--- Source data Enclosed Below ---

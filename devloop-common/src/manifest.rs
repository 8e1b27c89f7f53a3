//! Component manifest: containers, endpoints and commands.
//!
//! The manifest (`devloop.toml`) is owned by the user; devloop only consumes
//! it. Commands are a tagged union so plan construction can match on the
//! kind directly.
//!
//! ```toml
//! name = "nodejs"
//!
//! [[containers]]
//! name = "runtime"
//! endpoints = [{ name = "http", target_port = 3000 }, { name = "debug", target_port = 5858 }]
//!
//! [[commands]]
//! id = "install"
//! group = "build"
//! default = true
//! exec = { component = "runtime", command_line = "npm install", working_dir = "/projects" }
//!
//! [[commands]]
//! id = "all"
//! composite = { commands = ["install", "run"] }
//! ```

use crate::errors::ErrorCode;
use serde::{Deserialize, Serialize};
use std::collections::{HashMap, HashSet};
use std::fmt;
use std::path::{Path, PathBuf};
use thiserror::Error;

/// Manifest file name looked up at the project root.
pub const MANIFEST_FILE: &str = "devloop.toml";

#[derive(Debug, Error)]
pub enum ManifestError {
    #[error("no {MANIFEST_FILE} found in {0}")]
    NotFound(PathBuf),

    #[error("failed to read {path}: {source}")]
    Read {
        path: PathBuf,
        #[source]
        source: std::io::Error,
    },

    #[error("failed to parse {path}: {source}")]
    Parse {
        path: PathBuf,
        #[source]
        source: toml::de::Error,
    },

    #[error("duplicate command id \"{0}\"")]
    DuplicateCommand(String),

    #[error("command \"{command}\" targets unknown container \"{container}\"")]
    UnknownContainer { command: String, container: String },

    #[error("commands \"{first}\" and \"{second}\" both map to program name \"{program}\"")]
    ProgramNameClash {
        first: String,
        second: String,
        program: String,
    },
}

impl ManifestError {
    pub fn code(&self) -> ErrorCode {
        match self {
            Self::NotFound(_) => ErrorCode::ManifestNotFound,
            Self::Read { .. } | Self::Parse { .. } => ErrorCode::ManifestParseError,
            Self::DuplicateCommand(_)
            | Self::UnknownContainer { .. }
            | Self::ProgramNameClash { .. } => ErrorCode::ManifestInvalid,
        }
    }
}

// ── Commands ────────────────────────────────────────────────────────────

/// Supervisor program name for a command id. It names the pid file of the
/// command in the container.
pub fn program_name(id: &str) -> String {
    id.to_lowercase()
        .chars()
        .map(|c| if c.is_ascii_alphanumeric() || c == '-' { c } else { '_' })
        .collect()
}

/// Command groups a command can belong to.
#[derive(Debug, Clone, Copy, PartialEq, Eq, Hash, PartialOrd, Ord, Serialize, Deserialize)]
#[serde(rename_all = "snake_case")]
pub enum CommandGroup {
    Build,
    Run,
    Debug,
    Test,
    Deploy,
    Init,
}

impl CommandGroup {
    /// Groups whose leaves start long-running supervised processes.
    pub fn is_supervised(self) -> bool {
        matches!(self, Self::Run | Self::Debug)
    }
}

impl fmt::Display for CommandGroup {
    fn fmt(&self, f: &mut fmt::Formatter<'_>) -> fmt::Result {
        let name = match self {
            Self::Build => "build",
            Self::Run => "run",
            Self::Debug => "debug",
            Self::Test => "test",
            Self::Deploy => "deploy",
            Self::Init => "init",
        };
        write!(f, "{name}")
    }
}

#[derive(Debug, Clone, PartialEq, Eq, Serialize, Deserialize)]
pub struct EnvVar {
    pub name: String,
    pub value: String,
}

/// Remote command line executed inside a container.
#[derive(Debug, Clone, PartialEq, Eq, Serialize, Deserialize)]
pub struct ExecSpec {
    pub component: String,
    pub command_line: String,
    #[serde(default)]
    pub working_dir: Option<String>,
    /// The process reloads changed sources itself and need not be restarted.
    #[serde(default)]
    pub hot_reload_capable: bool,
    #[serde(default)]
    pub env: Vec<EnvVar>,
}

#[derive(Debug, Clone, PartialEq, Eq, Serialize, Deserialize)]
#[serde(rename_all = "snake_case")]
pub enum CommandKind {
    Exec(ExecSpec),
    /// Ordered child command ids.
    Composite {
        commands: Vec<String>,
    },
    /// Applies a cluster resource (`uri` is relative to the project root).
    Apply {
        component: String,
        #[serde(default)]
        uri: Option<String>,
    },
}

#[derive(Debug, Clone, PartialEq, Eq, Serialize, Deserialize)]
pub struct Command {
    pub id: String,
    #[serde(default)]
    pub group: Option<CommandGroup>,
    #[serde(default, rename = "default")]
    pub is_default: bool,
    #[serde(flatten)]
    pub kind: CommandKind,
}

impl Command {
    /// Case-insensitive identity used for lookups.
    pub fn key(&self) -> String {
        self.id.to_lowercase()
    }

    pub fn exec(&self) -> Option<&ExecSpec> {
        match &self.kind {
            CommandKind::Exec(spec) => Some(spec),
            _ => None,
        }
    }
}

// ── Containers and endpoints ────────────────────────────────────────────

#[derive(Debug, Clone, Copy, PartialEq, Eq, Hash, Default, Serialize, Deserialize)]
#[serde(rename_all = "lowercase")]
pub enum Protocol {
    #[default]
    Tcp,
    Udp,
    Http,
    Https,
    Ws,
    Wss,
}

impl fmt::Display for Protocol {
    fn fmt(&self, f: &mut fmt::Formatter<'_>) -> fmt::Result {
        let name = match self {
            Self::Tcp => "tcp",
            Self::Udp => "udp",
            Self::Http => "http",
            Self::Https => "https",
            Self::Ws => "ws",
            Self::Wss => "wss",
        };
        write!(f, "{name}")
    }
}

#[derive(Debug, Clone, PartialEq, Eq, Serialize, Deserialize)]
pub struct Endpoint {
    pub name: String,
    pub target_port: u16,
    #[serde(default)]
    pub protocol: Protocol,
}

impl Endpoint {
    /// Debug endpoints are only forwarded for debug sessions.
    pub fn is_debug(&self) -> bool {
        self.name.to_lowercase().starts_with("debug")
    }
}

#[derive(Debug, Clone, PartialEq, Eq, Serialize, Deserialize)]
pub struct Container {
    pub name: String,
    #[serde(default)]
    pub source_mapping: Option<String>,
    #[serde(default)]
    pub endpoints: Vec<Endpoint>,
}

// ── Manifest ────────────────────────────────────────────────────────────

#[derive(Debug, Clone, PartialEq, Eq, Serialize, Deserialize)]
pub struct Manifest {
    pub name: String,
    #[serde(default = "default_app")]
    pub app: String,
    #[serde(default)]
    pub containers: Vec<Container>,
    #[serde(default)]
    pub commands: Vec<Command>,
}

fn default_app() -> String {
    "app".to_string()
}

impl Manifest {
    /// Load and validate `<root>/devloop.toml`.
    pub fn load(root: &Path) -> Result<Self, ManifestError> {
        let path = root.join(MANIFEST_FILE);
        if !path.is_file() {
            return Err(ManifestError::NotFound(root.to_path_buf()));
        }
        let text = std::fs::read_to_string(&path).map_err(|source| ManifestError::Read {
            path: path.clone(),
            source,
        })?;
        Self::parse(&text, &path)
    }

    pub fn parse(text: &str, path: &Path) -> Result<Self, ManifestError> {
        let manifest: Manifest = toml::from_str(text).map_err(|source| ManifestError::Parse {
            path: path.to_path_buf(),
            source,
        })?;
        manifest.validate()?;
        Ok(manifest)
    }

    fn validate(&self) -> Result<(), ManifestError> {
        let mut seen = HashSet::new();
        let mut programs: HashMap<String, &str> = HashMap::new();
        let containers: HashSet<&str> = self.containers.iter().map(|c| c.name.as_str()).collect();
        for command in &self.commands {
            if !seen.insert(command.key()) {
                return Err(ManifestError::DuplicateCommand(command.id.clone()));
            }
            let CommandKind::Exec(spec) = &command.kind else {
                continue;
            };
            if !containers.contains(spec.component.as_str()) {
                return Err(ManifestError::UnknownContainer {
                    command: command.id.clone(),
                    container: spec.component.clone(),
                });
            }
            let program = program_name(&command.id);
            if let Some(first) = programs.insert(program.clone(), &command.id) {
                return Err(ManifestError::ProgramNameClash {
                    first: first.to_string(),
                    second: command.id.clone(),
                    program,
                });
            }
        }
        Ok(())
    }

    pub fn container(&self, name: &str) -> Option<&Container> {
        self.containers.iter().find(|c| c.name == name)
    }

    /// `(container, endpoint)` pairs to forward; debug endpoints only when `debug`.
    pub fn forwarded_endpoints(&self, debug: bool) -> Vec<(String, Endpoint)> {
        self.containers
            .iter()
            .flat_map(|c| c.endpoints.iter().map(move |e| (c.name.clone(), e.clone())))
            .filter(|(_, e)| debug || !e.is_debug())
            .collect()
    }

    /// Container that receives synced sources: the first with a source
    /// mapping, else the first declared.
    pub fn source_container(&self) -> Option<&Container> {
        self.containers
            .iter()
            .find(|c| c.source_mapping.is_some())
            .or_else(|| self.containers.first())
    }
}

--- End of Enclosed Source data ---

→ Directions: The lines holding the string "PathBuf" in the listing above are what you should copy out.

→ Problem solution:
use std::path::{Path, PathBuf};
    NotFound(PathBuf),
        path: PathBuf,
        path: PathBuf,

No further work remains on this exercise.